WORK REQUEST:
Exact copies of all records below are needed.

DATA EXTRACTS:
════

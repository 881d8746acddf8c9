use serde::{Deserialize, Serialize};

use crate::key::ItemKey;
use crate::shared_str::SharedStr;
use crate::theme::Paint;
use crate::types::{Point, Rect};

/// A single, stateless render instruction.
///
/// The layout engine emits a `Vec<RenderCommand>` for the whole canvas.
/// Surfaces consume the list sequentially; each command carries all the data
/// it needs. Commands tagged with an [`ItemKey`] are interactive: the surface
/// reports hover/activation of that key back to the core.
#[derive(Debug, Clone, PartialEq, Serialize, Deserialize)]
pub enum RenderCommand {
    /// Draw a filled rectangle, optionally with a tooltip label.
    DrawRect {
        rect: Rect,
        fill: Paint,
        border: Option<Paint>,
        label: Option<SharedStr>,
        key: Option<ItemKey>,
    },

    /// Draw an image (a portrait) inside `rect` with a coloured border.
    ///
    /// `fallback` is used when `source` fails to load; `alternate` is the
    /// optional second image (the cartoon variant of a portrait).
    DrawImage {
        rect: Rect,
        source: SharedStr,
        alternate: Option<SharedStr>,
        fallback: SharedStr,
        border: Paint,
        alt: SharedStr,
        key: Option<ItemKey>,
    },

    /// Draw a text string at a position.
    ///
    /// Text marked `scale_invariant` keeps its on-screen size when the canvas
    /// is zoomed; surfaces counter-scale it around `position`.
    DrawText {
        position: Point,
        text: SharedStr,
        color: Paint,
        font_size: f64,
        align: TextAlign,
        baseline: TextBaseline,
        bold: bool,
        scale_invariant: bool,
    },

    /// Draw a line segment. Strokes are non-scaling.
    DrawLine {
        from: Point,
        to: Point,
        color: Paint,
        width: f64,
        key: Option<ItemKey>,
    },

    /// Push a uniform scale + translation (applied to all subsequent
    /// commands until the matching `PopTransform`).
    PushTransform { translate: Point, scale: f64 },

    /// Pop the most recent transform.
    PopTransform,

    /// Begin a logical group (axis, people, events, ...). Surfaces may use
    /// this for layer separation.
    BeginGroup {
        id: SharedStr,
        label: Option<SharedStr>,
    },

    /// End the current group.
    EndGroup,
}

impl RenderCommand {
    /// Key of the interactive item this command belongs to, if any.
    pub fn key(&self) -> Option<&ItemKey> {
        match self {
            RenderCommand::DrawRect { key, .. }
            | RenderCommand::DrawImage { key, .. }
            | RenderCommand::DrawLine { key, .. } => key.as_ref(),
            _ => None,
        }
    }
}

#[derive(Debug, Clone, Copy, PartialEq, Eq, Serialize, Deserialize)]
pub enum TextAlign {
    Left,
    Center,
    Right,
}

#[derive(Debug, Clone, Copy, PartialEq, Eq, Serialize, Deserialize)]
pub enum TextBaseline {
    /// `position.y` is the top of the first line.
    Hanging,
    /// `position.y` is the vertical centre of the text.
    Middle,
    Alphabetic,
}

════

SOLUTION TO THIS EXERCISE:
repository 881d8746acddf8c9
use serde::{Deserialize, Serialize};

use crate::key::ItemKey;
use crate::shared_str::SharedStr;
use crate::theme::Paint;
use crate::types::{Point, Rect};

/// A single, stateless render instruction.
///
/// The layout engine emits a `Vec<RenderCommand>` for the whole canvas.
/// Surfaces consume the list sequentially; each command carries all the data
/// it needs. Commands tagged with an [`ItemKey`] are interactive: the surface
/// reports hover/activation of that key back to the core.
#[derive(Debug, Clone, PartialEq, Serialize, Deserialize)]
pub enum RenderCommand {
    /// Draw a filled rectangle, optionally with a tooltip label.
    DrawRect {
        rect: Rect,
        fill: Paint,
        border: Option<Paint>,
        label: Option<SharedStr>,
        key: Option<ItemKey>,
    },

    /// Draw an image (a portrait) inside `rect` with a coloured border.
    ///
    /// `fallback` is used when `source` fails to load; `alternate` is the
    /// optional second image (the cartoon variant of a portrait).
    DrawImage {
        rect: Rect,
        source: SharedStr,
        alternate: Option<SharedStr>,
        fallback: SharedStr,
        border: Paint,
        alt: SharedStr,
        key: Option<ItemKey>,
    },

    /// Draw a text string at a position.
    ///
    /// Text marked `scale_invariant` keeps its on-screen size when the canvas
    /// is zoomed; surfaces counter-scale it around `position`.
    DrawText {
        position: Point,
        text: SharedStr,
        color: Paint,
        font_size: f64,
        align: TextAlign,
        baseline: TextBaseline,
        bold: bool,
        scale_invariant: bool,
    },

    /// Draw a line segment. Strokes are non-scaling.
    DrawLine {
        from: Point,
        to: Point,
        color: Paint,
        width: f64,
        key: Option<ItemKey>,
    },

    /// Push a uniform scale + translation (applied to all subsequent
    /// commands until the matching `PopTransform`).
    PushTransform { translate: Point, scale: f64 },

    /// Pop the most recent transform.
    PopTransform,

    /// Begin a logical group (axis, people, events, ...). Surfaces may use
    /// this for layer separation.
    BeginGroup {
        id: SharedStr,
        label: Option<SharedStr>,
    },

    /// End the current group.
    EndGroup,
}

impl RenderCommand {
    /// Key of the interactive item this command belongs to, if any.
    pub fn key(&self) -> Option<&ItemKey> {
        match self {
            RenderCommand::DrawRect { key, .. }
            | RenderCommand::DrawImage { key, .. }
            | RenderCommand::DrawLine { key, .. } => key.as_ref(),
            _ => None,
        }
    }
}

#[derive(Debug, Clone, Copy, PartialEq, Eq, Serialize, Deserialize)]
pub enum TextAlign {
    Left,
    Center,
    Right,
}

#[derive(Debug, Clone, Copy, PartialEq, Eq, Serialize, Deserialize)]
pub enum TextBaseline {
    /// `position.y` is the top of the first line.
    Hanging,
    /// `position.y` is the vertical centre of the text.
    Middle,
    Alphabetic,
}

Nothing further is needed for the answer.